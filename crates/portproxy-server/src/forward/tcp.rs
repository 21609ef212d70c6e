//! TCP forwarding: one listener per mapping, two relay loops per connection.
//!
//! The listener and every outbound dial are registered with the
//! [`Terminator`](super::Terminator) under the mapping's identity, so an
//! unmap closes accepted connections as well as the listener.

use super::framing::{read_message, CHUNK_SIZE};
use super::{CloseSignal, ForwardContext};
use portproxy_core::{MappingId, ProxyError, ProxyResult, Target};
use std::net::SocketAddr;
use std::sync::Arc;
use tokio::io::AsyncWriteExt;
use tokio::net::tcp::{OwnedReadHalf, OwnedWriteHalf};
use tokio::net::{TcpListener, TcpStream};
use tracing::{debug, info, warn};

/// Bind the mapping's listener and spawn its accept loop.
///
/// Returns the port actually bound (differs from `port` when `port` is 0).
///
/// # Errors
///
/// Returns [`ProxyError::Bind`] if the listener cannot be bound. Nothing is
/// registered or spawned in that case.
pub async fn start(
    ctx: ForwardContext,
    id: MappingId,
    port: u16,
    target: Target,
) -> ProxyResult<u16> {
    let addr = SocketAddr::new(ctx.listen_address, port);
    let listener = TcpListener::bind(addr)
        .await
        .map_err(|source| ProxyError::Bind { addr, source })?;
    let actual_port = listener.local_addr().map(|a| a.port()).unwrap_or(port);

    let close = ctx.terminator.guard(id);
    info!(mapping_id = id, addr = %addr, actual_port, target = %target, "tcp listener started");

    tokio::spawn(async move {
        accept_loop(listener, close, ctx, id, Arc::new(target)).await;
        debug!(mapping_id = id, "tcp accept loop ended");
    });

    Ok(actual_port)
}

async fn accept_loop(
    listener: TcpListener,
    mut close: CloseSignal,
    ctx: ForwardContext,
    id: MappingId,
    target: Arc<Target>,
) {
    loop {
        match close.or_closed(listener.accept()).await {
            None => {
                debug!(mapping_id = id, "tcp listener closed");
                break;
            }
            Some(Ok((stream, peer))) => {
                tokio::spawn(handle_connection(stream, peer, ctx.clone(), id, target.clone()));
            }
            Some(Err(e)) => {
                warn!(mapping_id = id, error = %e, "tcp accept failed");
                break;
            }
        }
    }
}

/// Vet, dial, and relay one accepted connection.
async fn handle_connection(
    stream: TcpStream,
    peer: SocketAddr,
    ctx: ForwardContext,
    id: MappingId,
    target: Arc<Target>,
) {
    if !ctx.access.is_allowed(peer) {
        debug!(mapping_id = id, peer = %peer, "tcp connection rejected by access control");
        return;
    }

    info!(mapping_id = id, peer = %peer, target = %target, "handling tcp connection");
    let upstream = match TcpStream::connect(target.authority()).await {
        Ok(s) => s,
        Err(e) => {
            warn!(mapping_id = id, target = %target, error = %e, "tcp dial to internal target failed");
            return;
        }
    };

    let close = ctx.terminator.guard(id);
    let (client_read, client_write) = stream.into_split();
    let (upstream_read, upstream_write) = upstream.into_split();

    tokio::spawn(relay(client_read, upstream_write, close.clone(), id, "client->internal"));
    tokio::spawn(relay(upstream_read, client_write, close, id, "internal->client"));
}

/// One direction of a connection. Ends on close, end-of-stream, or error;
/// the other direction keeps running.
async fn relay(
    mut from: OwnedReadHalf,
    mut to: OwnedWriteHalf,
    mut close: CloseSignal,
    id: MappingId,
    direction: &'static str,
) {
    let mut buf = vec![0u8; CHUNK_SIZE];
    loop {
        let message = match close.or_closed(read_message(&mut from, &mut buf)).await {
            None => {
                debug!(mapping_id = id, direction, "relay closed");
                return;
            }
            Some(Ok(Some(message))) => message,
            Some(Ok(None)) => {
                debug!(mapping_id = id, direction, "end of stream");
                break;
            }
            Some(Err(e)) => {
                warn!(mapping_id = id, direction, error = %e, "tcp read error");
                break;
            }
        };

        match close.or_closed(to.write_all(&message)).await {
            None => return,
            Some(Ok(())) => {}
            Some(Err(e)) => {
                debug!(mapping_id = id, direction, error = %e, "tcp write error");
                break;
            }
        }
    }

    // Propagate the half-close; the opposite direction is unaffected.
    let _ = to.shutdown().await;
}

#####

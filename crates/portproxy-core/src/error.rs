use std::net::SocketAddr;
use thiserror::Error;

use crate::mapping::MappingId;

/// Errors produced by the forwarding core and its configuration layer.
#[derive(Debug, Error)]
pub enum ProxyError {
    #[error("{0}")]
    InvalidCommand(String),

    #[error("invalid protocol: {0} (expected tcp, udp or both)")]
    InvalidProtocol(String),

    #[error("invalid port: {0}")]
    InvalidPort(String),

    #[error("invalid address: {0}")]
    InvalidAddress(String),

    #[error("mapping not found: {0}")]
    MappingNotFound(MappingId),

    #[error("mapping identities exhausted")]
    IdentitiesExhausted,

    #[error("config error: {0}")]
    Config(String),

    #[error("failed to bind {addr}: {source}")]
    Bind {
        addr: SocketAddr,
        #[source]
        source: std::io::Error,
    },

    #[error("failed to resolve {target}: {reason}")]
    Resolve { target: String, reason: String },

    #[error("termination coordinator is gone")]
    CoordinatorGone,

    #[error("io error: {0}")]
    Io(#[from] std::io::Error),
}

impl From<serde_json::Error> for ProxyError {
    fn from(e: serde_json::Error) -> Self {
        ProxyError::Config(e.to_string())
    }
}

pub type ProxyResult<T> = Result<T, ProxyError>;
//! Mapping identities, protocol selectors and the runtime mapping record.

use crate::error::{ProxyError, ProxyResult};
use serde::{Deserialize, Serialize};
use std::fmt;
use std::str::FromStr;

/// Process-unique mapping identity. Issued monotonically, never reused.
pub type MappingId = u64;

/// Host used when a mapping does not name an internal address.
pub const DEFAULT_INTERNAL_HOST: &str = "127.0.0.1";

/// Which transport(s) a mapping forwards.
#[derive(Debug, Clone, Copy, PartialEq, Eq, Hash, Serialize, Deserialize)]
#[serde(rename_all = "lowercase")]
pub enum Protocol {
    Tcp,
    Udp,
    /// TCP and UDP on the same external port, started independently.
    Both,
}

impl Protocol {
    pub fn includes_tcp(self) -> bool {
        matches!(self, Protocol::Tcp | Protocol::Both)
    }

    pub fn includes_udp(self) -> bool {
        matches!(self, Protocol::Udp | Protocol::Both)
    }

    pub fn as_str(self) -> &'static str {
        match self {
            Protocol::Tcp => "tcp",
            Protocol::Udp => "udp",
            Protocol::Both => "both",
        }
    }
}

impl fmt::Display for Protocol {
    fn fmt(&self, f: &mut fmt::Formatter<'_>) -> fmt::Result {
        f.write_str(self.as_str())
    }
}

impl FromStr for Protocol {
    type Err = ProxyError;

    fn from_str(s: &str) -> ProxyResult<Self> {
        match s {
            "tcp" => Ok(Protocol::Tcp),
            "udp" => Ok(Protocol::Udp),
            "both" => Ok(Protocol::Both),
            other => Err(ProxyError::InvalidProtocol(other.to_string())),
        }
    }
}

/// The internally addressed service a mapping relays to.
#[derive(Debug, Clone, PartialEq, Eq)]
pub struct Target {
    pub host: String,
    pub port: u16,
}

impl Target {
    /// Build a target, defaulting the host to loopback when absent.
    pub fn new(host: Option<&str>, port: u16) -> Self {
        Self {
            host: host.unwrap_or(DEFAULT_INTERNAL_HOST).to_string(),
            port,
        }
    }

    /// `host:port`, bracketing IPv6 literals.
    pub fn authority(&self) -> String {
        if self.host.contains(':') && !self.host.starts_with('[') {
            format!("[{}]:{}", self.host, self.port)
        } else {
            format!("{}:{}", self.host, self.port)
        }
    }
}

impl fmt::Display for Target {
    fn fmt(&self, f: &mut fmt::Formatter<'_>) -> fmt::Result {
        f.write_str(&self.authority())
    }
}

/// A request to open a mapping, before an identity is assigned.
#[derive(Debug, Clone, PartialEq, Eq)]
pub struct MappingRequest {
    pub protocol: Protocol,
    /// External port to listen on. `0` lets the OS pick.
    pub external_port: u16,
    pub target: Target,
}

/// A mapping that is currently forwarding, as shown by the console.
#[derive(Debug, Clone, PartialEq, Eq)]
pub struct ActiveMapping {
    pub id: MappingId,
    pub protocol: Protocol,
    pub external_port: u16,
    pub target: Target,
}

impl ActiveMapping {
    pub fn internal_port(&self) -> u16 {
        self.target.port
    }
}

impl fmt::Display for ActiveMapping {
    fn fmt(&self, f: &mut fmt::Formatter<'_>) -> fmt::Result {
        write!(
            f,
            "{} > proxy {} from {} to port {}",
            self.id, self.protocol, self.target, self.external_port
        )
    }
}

#####

ACTIVITY: Your reply should be one number: how many lines in the records contain "SocketAddr".

RESPONSE: 5